··· Records for this exercise ···

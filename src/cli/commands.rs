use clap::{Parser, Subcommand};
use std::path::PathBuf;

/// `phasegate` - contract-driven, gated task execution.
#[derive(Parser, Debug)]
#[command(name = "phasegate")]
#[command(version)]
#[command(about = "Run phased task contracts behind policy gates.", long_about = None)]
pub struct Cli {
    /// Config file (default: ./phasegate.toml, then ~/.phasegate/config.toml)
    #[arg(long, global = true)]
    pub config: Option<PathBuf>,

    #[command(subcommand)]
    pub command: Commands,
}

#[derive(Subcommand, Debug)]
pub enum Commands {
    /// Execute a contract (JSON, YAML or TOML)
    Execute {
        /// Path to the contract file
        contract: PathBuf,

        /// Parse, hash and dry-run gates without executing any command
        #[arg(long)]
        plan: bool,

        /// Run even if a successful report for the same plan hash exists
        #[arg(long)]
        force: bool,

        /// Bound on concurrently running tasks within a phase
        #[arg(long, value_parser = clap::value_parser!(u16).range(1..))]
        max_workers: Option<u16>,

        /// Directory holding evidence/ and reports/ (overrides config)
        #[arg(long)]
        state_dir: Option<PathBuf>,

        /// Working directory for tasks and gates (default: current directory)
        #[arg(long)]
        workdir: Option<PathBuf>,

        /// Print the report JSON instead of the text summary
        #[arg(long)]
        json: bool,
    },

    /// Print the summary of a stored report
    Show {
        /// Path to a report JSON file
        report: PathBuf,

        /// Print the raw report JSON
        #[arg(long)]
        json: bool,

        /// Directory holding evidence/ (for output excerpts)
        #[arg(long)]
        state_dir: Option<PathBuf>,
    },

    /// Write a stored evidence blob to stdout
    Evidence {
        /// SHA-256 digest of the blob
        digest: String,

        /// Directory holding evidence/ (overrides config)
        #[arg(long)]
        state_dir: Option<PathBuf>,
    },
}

···
··· Records for this exercise ···

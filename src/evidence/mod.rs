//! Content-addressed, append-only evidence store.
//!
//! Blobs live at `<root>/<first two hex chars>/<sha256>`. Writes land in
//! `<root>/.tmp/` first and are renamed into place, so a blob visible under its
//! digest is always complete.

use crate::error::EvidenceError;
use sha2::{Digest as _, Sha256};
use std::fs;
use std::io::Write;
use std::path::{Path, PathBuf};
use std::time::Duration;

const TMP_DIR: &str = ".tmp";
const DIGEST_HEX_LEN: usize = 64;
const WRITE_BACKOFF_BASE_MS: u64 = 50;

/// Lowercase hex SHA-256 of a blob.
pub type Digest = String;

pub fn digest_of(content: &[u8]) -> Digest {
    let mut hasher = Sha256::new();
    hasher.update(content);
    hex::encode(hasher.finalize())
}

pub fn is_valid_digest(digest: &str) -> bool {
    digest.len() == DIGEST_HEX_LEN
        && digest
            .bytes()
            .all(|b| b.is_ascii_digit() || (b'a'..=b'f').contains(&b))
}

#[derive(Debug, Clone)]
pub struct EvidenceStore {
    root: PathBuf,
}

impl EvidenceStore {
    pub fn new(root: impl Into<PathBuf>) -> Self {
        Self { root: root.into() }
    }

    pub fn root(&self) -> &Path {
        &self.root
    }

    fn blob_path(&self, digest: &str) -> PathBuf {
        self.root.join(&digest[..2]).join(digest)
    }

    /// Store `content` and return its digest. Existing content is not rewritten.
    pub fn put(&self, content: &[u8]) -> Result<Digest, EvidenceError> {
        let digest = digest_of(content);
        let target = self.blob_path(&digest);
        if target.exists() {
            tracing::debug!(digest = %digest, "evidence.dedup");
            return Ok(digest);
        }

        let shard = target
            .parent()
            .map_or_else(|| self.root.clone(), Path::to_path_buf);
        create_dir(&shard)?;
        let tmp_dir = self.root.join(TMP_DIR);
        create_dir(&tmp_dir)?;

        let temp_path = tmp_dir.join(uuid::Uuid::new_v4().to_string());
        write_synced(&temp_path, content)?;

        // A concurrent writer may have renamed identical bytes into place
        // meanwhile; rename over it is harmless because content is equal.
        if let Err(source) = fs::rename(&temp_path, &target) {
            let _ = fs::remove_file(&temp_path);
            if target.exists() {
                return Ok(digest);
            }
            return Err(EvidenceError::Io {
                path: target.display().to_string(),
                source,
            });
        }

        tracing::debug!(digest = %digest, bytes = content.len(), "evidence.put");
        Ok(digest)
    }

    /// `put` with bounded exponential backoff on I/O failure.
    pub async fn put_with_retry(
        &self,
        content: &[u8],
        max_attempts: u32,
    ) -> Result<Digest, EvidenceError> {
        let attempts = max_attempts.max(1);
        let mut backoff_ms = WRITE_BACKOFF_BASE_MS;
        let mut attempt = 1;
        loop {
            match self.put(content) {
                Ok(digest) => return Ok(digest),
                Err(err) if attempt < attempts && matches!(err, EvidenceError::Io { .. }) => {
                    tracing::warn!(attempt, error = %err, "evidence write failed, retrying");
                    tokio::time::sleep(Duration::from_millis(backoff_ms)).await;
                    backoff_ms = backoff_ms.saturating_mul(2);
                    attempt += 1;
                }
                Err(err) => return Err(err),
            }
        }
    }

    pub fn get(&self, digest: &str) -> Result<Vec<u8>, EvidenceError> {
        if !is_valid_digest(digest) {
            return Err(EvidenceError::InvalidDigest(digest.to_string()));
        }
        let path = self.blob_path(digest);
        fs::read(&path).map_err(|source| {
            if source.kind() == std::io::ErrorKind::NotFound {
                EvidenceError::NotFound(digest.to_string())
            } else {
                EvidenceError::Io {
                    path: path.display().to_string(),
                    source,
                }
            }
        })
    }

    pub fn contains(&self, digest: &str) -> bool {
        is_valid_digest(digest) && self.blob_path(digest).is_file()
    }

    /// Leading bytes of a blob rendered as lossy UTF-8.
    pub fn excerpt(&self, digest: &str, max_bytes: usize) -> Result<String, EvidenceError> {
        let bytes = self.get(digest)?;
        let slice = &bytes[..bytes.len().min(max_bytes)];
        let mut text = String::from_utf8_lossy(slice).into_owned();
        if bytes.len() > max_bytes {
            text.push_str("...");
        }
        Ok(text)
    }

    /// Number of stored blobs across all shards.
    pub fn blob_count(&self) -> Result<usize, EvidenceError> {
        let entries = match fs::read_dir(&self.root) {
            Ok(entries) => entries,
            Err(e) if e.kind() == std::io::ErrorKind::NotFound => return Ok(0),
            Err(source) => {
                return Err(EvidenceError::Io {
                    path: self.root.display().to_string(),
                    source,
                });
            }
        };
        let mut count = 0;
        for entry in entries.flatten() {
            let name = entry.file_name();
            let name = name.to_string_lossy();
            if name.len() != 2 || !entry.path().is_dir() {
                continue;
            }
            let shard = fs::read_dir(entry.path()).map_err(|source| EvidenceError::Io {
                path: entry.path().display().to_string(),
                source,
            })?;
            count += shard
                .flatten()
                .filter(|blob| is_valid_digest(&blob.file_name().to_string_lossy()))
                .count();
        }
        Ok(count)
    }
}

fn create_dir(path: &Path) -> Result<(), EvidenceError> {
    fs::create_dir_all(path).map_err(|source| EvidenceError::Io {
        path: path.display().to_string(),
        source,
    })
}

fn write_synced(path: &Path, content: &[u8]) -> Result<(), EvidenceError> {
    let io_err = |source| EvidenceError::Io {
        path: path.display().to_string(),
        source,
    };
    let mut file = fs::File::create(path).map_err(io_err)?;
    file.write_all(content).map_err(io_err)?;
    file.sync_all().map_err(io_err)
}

···

From the records above, copy out the line with "visible under its", the line with "const DIGEST_HEX_LEN: usize = 64;", and every line between them, word for word.

◆ **Response**:
//! `<root>/.tmp/` first and are renamed into place, so a blob visible under its
//! digest is always complete.

use crate::error::EvidenceError;
use sha2::{Digest as _, Sha256};
use std::fs;
use std::io::Write;
use std::path::{Path, PathBuf};
use std::time::Duration;

const TMP_DIR: &str = ".tmp";
const DIGEST_HEX_LEN: usize = 64;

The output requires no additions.